Directions for this task: This exercise calls for printing every record exactly once more.

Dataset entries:

BEGIN

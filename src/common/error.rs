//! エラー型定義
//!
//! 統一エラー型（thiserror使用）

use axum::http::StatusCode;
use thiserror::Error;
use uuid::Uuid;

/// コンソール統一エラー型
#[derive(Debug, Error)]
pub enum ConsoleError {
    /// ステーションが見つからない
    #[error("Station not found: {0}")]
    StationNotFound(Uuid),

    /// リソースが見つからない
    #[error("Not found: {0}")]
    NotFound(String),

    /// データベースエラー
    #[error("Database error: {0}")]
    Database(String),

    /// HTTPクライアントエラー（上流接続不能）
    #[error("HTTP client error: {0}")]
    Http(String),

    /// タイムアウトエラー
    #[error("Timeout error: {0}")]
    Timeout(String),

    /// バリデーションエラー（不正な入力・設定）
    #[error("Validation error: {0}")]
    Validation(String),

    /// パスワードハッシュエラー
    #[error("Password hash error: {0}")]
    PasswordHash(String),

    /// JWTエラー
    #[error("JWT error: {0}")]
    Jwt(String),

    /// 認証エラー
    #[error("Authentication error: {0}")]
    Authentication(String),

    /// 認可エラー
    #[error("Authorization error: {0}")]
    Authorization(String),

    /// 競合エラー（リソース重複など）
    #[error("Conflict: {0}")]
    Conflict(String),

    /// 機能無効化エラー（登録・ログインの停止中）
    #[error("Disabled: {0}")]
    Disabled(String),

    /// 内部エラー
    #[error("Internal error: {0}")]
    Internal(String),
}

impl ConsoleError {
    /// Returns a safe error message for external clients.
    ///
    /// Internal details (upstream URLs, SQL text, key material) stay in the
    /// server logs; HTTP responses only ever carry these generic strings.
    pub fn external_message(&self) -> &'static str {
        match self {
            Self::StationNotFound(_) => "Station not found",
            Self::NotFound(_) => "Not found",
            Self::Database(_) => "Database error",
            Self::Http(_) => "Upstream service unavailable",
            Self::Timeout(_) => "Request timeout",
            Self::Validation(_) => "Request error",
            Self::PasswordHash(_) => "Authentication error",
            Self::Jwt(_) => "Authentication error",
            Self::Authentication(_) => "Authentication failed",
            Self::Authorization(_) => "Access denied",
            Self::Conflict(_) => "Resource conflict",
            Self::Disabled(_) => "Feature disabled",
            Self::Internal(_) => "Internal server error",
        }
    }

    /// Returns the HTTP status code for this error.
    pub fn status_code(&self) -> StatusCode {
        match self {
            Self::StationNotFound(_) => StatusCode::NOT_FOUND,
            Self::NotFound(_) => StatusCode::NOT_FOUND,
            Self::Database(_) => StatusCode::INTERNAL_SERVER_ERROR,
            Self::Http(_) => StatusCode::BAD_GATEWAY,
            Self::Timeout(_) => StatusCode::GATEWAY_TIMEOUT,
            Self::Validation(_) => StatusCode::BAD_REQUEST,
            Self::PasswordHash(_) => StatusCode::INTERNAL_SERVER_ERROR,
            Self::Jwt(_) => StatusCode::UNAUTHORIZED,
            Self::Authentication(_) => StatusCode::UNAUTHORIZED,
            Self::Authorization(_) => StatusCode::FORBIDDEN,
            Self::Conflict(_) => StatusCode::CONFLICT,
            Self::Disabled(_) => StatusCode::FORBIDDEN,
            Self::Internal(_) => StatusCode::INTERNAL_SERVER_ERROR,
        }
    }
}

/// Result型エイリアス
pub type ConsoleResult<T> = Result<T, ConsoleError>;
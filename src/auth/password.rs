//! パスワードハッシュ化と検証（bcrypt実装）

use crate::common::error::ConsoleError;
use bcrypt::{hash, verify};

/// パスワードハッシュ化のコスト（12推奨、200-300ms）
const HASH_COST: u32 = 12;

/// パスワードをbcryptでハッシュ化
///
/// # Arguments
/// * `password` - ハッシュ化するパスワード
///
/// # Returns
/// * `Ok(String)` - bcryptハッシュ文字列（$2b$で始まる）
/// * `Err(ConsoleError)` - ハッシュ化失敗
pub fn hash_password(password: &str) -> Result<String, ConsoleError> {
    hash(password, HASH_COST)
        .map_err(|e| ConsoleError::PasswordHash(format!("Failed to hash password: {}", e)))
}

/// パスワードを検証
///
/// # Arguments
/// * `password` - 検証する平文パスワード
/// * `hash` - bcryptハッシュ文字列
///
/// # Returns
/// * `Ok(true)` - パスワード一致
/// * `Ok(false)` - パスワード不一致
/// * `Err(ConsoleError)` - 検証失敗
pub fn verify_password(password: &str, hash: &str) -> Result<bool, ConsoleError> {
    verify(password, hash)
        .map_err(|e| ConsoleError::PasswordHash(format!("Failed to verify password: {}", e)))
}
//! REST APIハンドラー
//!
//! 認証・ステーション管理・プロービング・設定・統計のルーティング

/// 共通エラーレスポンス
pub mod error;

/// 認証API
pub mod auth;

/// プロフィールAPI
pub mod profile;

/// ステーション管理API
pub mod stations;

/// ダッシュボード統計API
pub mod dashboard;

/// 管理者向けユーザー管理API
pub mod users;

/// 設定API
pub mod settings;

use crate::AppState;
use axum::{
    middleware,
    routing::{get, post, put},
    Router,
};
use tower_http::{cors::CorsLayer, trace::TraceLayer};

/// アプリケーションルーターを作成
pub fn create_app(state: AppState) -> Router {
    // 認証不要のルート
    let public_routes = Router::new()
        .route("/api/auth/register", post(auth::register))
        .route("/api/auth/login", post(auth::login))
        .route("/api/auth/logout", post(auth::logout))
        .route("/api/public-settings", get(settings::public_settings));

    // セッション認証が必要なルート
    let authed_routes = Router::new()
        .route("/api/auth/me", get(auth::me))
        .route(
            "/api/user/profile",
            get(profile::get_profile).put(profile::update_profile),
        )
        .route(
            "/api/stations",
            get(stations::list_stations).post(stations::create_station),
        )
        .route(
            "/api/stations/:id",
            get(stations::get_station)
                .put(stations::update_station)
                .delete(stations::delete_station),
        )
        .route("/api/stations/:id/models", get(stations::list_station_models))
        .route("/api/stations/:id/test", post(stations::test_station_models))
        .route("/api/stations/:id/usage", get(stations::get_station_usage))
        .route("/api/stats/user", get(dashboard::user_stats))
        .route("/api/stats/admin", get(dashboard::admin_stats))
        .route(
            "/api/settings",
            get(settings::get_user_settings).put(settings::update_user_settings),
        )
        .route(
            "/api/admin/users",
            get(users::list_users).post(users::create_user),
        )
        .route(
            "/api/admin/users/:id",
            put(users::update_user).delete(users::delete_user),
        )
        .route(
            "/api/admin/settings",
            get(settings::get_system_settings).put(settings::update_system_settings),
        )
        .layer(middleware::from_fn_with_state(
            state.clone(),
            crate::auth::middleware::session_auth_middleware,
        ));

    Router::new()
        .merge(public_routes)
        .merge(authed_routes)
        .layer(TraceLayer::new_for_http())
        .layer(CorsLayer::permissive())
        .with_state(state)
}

END

Answer space:
filename src/common/error.rs
//! エラー型定義
//!
//! 統一エラー型（thiserror使用）

use axum::http::StatusCode;
use thiserror::Error;
use uuid::Uuid;

/// コンソール統一エラー型
#[derive(Debug, Error)]
pub enum ConsoleError {
    /// ステーションが見つからない
    #[error("Station not found: {0}")]
    StationNotFound(Uuid),

    /// リソースが見つからない
    #[error("Not found: {0}")]
    NotFound(String),

    /// データベースエラー
    #[error("Database error: {0}")]
    Database(String),

    /// HTTPクライアントエラー（上流接続不能）
    #[error("HTTP client error: {0}")]
    Http(String),

    /// タイムアウトエラー
    #[error("Timeout error: {0}")]
    Timeout(String),

    /// バリデーションエラー（不正な入力・設定）
    #[error("Validation error: {0}")]
    Validation(String),

    /// パスワードハッシュエラー
    #[error("Password hash error: {0}")]
    PasswordHash(String),

    /// JWTエラー
    #[error("JWT error: {0}")]
    Jwt(String),

    /// 認証エラー
    #[error("Authentication error: {0}")]
    Authentication(String),

    /// 認可エラー
    #[error("Authorization error: {0}")]
    Authorization(String),

    /// 競合エラー（リソース重複など）
    #[error("Conflict: {0}")]
    Conflict(String),

    /// 機能無効化エラー（登録・ログインの停止中）
    #[error("Disabled: {0}")]
    Disabled(String),

    /// 内部エラー
    #[error("Internal error: {0}")]
    Internal(String),
}

impl ConsoleError {
    /// Returns a safe error message for external clients.
    ///
    /// Internal details (upstream URLs, SQL text, key material) stay in the
    /// server logs; HTTP responses only ever carry these generic strings.
    pub fn external_message(&self) -> &'static str {
        match self {
            Self::StationNotFound(_) => "Station not found",
            Self::NotFound(_) => "Not found",
            Self::Database(_) => "Database error",
            Self::Http(_) => "Upstream service unavailable",
            Self::Timeout(_) => "Request timeout",
            Self::Validation(_) => "Request error",
            Self::PasswordHash(_) => "Authentication error",
            Self::Jwt(_) => "Authentication error",
            Self::Authentication(_) => "Authentication failed",
            Self::Authorization(_) => "Access denied",
            Self::Conflict(_) => "Resource conflict",
            Self::Disabled(_) => "Feature disabled",
            Self::Internal(_) => "Internal server error",
        }
    }

    /// Returns the HTTP status code for this error.
    pub fn status_code(&self) -> StatusCode {
        match self {
            Self::StationNotFound(_) => StatusCode::NOT_FOUND,
            Self::NotFound(_) => StatusCode::NOT_FOUND,
            Self::Database(_) => StatusCode::INTERNAL_SERVER_ERROR,
            Self::Http(_) => StatusCode::BAD_GATEWAY,
            Self::Timeout(_) => StatusCode::GATEWAY_TIMEOUT,
            Self::Validation(_) => StatusCode::BAD_REQUEST,
            Self::PasswordHash(_) => StatusCode::INTERNAL_SERVER_ERROR,
            Self::Jwt(_) => StatusCode::UNAUTHORIZED,
            Self::Authentication(_) => StatusCode::UNAUTHORIZED,
            Self::Authorization(_) => StatusCode::FORBIDDEN,
            Self::Conflict(_) => StatusCode::CONFLICT,
            Self::Disabled(_) => StatusCode::FORBIDDEN,
            Self::Internal(_) => StatusCode::INTERNAL_SERVER_ERROR,
        }
    }
}

/// Result型エイリアス
pub type ConsoleResult<T> = Result<T, ConsoleError>;
filename src/auth/password.rs
//! パスワードハッシュ化と検証（bcrypt実装）

use crate::common::error::ConsoleError;
use bcrypt::{hash, verify};

/// パスワードハッシュ化のコスト（12推奨、200-300ms）
const HASH_COST: u32 = 12;

/// パスワードをbcryptでハッシュ化
///
/// # Arguments
/// * `password` - ハッシュ化するパスワード
///
/// # Returns
/// * `Ok(String)` - bcryptハッシュ文字列（$2b$で始まる）
/// * `Err(ConsoleError)` - ハッシュ化失敗
pub fn hash_password(password: &str) -> Result<String, ConsoleError> {
    hash(password, HASH_COST)
        .map_err(|e| ConsoleError::PasswordHash(format!("Failed to hash password: {}", e)))
}

/// パスワードを検証
///
/// # Arguments
/// * `password` - 検証する平文パスワード
/// * `hash` - bcryptハッシュ文字列
///
/// # Returns
/// * `Ok(true)` - パスワード一致
/// * `Ok(false)` - パスワード不一致
/// * `Err(ConsoleError)` - 検証失敗
pub fn verify_password(password: &str, hash: &str) -> Result<bool, ConsoleError> {
    verify(password, hash)
        .map_err(|e| ConsoleError::PasswordHash(format!("Failed to verify password: {}", e)))
}
//! REST APIハンドラー
//!
//! 認証・ステーション管理・プロービング・設定・統計のルーティング

/// 共通エラーレスポンス
pub mod error;

/// 認証API
pub mod auth;

/// プロフィールAPI
pub mod profile;

/// ステーション管理API
pub mod stations;

/// ダッシュボード統計API
pub mod dashboard;

/// 管理者向けユーザー管理API
pub mod users;

/// 設定API
pub mod settings;

use crate::AppState;
use axum::{
    middleware,
    routing::{get, post, put},
    Router,
};
use tower_http::{cors::CorsLayer, trace::TraceLayer};

/// アプリケーションルーターを作成
pub fn create_app(state: AppState) -> Router {
    // 認証不要のルート
    let public_routes = Router::new()
        .route("/api/auth/register", post(auth::register))
        .route("/api/auth/login", post(auth::login))
        .route("/api/auth/logout", post(auth::logout))
        .route("/api/public-settings", get(settings::public_settings));

    // セッション認証が必要なルート
    let authed_routes = Router::new()
        .route("/api/auth/me", get(auth::me))
        .route(
            "/api/user/profile",
            get(profile::get_profile).put(profile::update_profile),
        )
        .route(
            "/api/stations",
            get(stations::list_stations).post(stations::create_station),
        )
        .route(
            "/api/stations/:id",
            get(stations::get_station)
                .put(stations::update_station)
                .delete(stations::delete_station),
        )
        .route("/api/stations/:id/models", get(stations::list_station_models))
        .route("/api/stations/:id/test", post(stations::test_station_models))
        .route("/api/stations/:id/usage", get(stations::get_station_usage))
        .route("/api/stats/user", get(dashboard::user_stats))
        .route("/api/stats/admin", get(dashboard::admin_stats))
        .route(
            "/api/settings",
            get(settings::get_user_settings).put(settings::update_user_settings),
        )
        .route(
            "/api/admin/users",
            get(users::list_users).post(users::create_user),
        )
        .route(
            "/api/admin/users/:id",
            put(users::update_user).delete(users::delete_user),
        )
        .route(
            "/api/admin/settings",
            get(settings::get_system_settings).put(settings::update_system_settings),
        )
        .layer(middleware::from_fn_with_state(
            state.clone(),
            crate::auth::middleware::session_auth_middleware,
        ));

    Router::new()
        .merge(public_routes)
        .merge(authed_routes)
        .layer(TraceLayer::new_for_http())
        .layer(CorsLayer::permissive())
        .with_state(state)
}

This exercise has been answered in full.